How do you fit 500 babies into a phone booth? With a blender. How do you get them out? Nachos - make a dipping and snacking motion.
What's green and sits in the corner? That same baby three weeks later.
Q: What did the baby owl's parents say when he wanted to go to a party? A: "You're not owld enough."
Woman delivers baby. Doctor takes the baby, and throws it, smashing around the hospital room, drop-kicking it, etc. Mother starts freaking out, being held back by nurses, begging "WHY!?" Doctor holds baby upside down by the ankle and says "I'm just fucking with you, it was born dead".
How many babies does it take to paint a house? Depends how hard you throw them.
"Jeff, my child, your mother had to stay in the hospital for a few days, cause the stork that brought your baby brother bite her by accident." "Oh, gosh! What a terrible thing to happen to her after such a difficult birth!"
When Chuck Norris was 3 years old , he was bored And decided to carve a sculpture with only his Baby toe nail , this sculpture is now called.... Mount Rushmore.
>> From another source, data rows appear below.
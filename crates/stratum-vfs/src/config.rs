//! Configuration for the virtual filesystem

use serde::{Deserialize, Serialize};
use stratum_pack::PackConfig;

/// Filesystem configuration
///
/// The packed-store opener and trust policy are runtime objects and are
/// installed on the [`FileSystem`](crate::FileSystem) directly.
#[derive(Debug, Clone, PartialEq, Eq, Serialize, Deserialize)]
#[serde(default)]
pub struct FsConfig {
    /// Path ID whose map-pack mounts the reserved BSP ID selects
    pub game_path_id: String,

    /// Reserved path ID restricting lookups to the current map pack
    pub bsp_path_id: String,

    /// Prefix of packs discovered inside loose directories (`zip0.zip`, ...)
    pub auto_pack_prefix: String,

    /// Upper bound on auto-discovered packs per directory
    pub max_auto_packs: usize,

    /// Settings for every archive the filesystem opens
    pub pack: PackConfig,
}

impl Default for FsConfig {
    fn default() -> Self {
        Self {
            game_path_id: "GAME".to_string(),
            bsp_path_id: "BSP".to_string(),
            auto_pack_prefix: "zip".to_string(),
            max_auto_packs: 256,
            pack: PackConfig::default(),
        }
    }
}

impl FsConfig {
    /// Set the pack settings
    #[must_use]
    pub fn with_pack_config(mut self, pack: PackConfig) -> Self {
        self.pack = pack;
        self
    }

    /// Set the prefix of auto-discovered packs
    #[must_use]
    pub fn with_auto_pack_prefix(mut self, prefix: impl Into<String>) -> Self {
        self.auto_pack_prefix = prefix.into();
        self
    }

    /// Set the limit on auto-discovered packs per directory
    #[must_use]
    pub const fn with_max_auto_packs(mut self, limit: usize) -> Self {
        self.max_auto_packs = limit;
        self
    }

    /// Name of the `index`th auto-discovered pack
    pub fn auto_pack_name(&self, index: usize) -> String {
        format!("{}{index}.zip", self.auto_pack_prefix)
    }
}
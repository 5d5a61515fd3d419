//! Error types for pack archive operations

use std::io;
use thiserror::Error;

/// Errors raised while parsing or reading pack archives
#[derive(Debug, Error)]
pub enum PackError {
    /// I/O error on the native archive handle
    #[error("I/O error: {0}")]
    Io(#[from] io::Error),

    /// Binary record could not be decoded
    #[error("Binary format error: {0}")]
    Binary(#[from] binrw::Error),

    /// Entry does not exist in the archive
    #[error("Entry not found: {0}")]
    NotFound(String),

    /// Archive structure is malformed
    #[error("Invalid pack format: {0}")]
    InvalidFormat(String),

    /// An entry uses a compression method this reader cannot decode
    #[error("Unsupported compression method: {0}")]
    UnsupportedCompression(u16),

    /// LZMA stream setup or decoding failed
    #[error("Decompression error: {0}")]
    Decompression(String),

    /// Level file header is malformed or out of the supported version range
    #[error("Invalid level file: {0}")]
    InvalidLevel(String),
}

impl PackError {
    /// Check whether this error is a plain lookup miss
    pub const fn is_not_found(&self) -> bool {
        matches!(self, Self::NotFound(_))
    }

    /// Check whether this error means the archive itself is unusable
    pub const fn is_format_error(&self) -> bool {
        matches!(
            self,
            Self::Binary(_)
                | Self::InvalidFormat(_)
                | Self::UnsupportedCompression(_)
                | Self::InvalidLevel(_)
        )
    }
}

impl From<xz2::stream::Error> for PackError {
    fn from(err: xz2::stream::Error) -> Self {
        Self::Decompression(err.to_string())
    }
}

/// Result type for pack operations
pub type Result<T> = std::result::Result<T, PackError>;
Yo' mama so fat, when she was a baby, she took a bath with a rubber albatross.
Little Johnny's teacher asks him, "If I have 5 cookies, and I give you 2, how many cookies do I have left?" Little Johnny replies, "Zero, you're giving me more than just 3 cookies. I'm taking all 5 baby!" The teacher just facepalms herself. "I can strongly suggest that you work on your math skills Johnny." the teacher suggests. "Oh I know math, one man plus one girl, subtract a condom, equals a baby!" Little Johnny says.
I got home to see my two months pregnant wife crouched in the bathroom crying. Her red, smudged eyes looked at me as she told me she'd lost the baby. I told the silly thing not to be so upset, I could clearly see it in the toilet.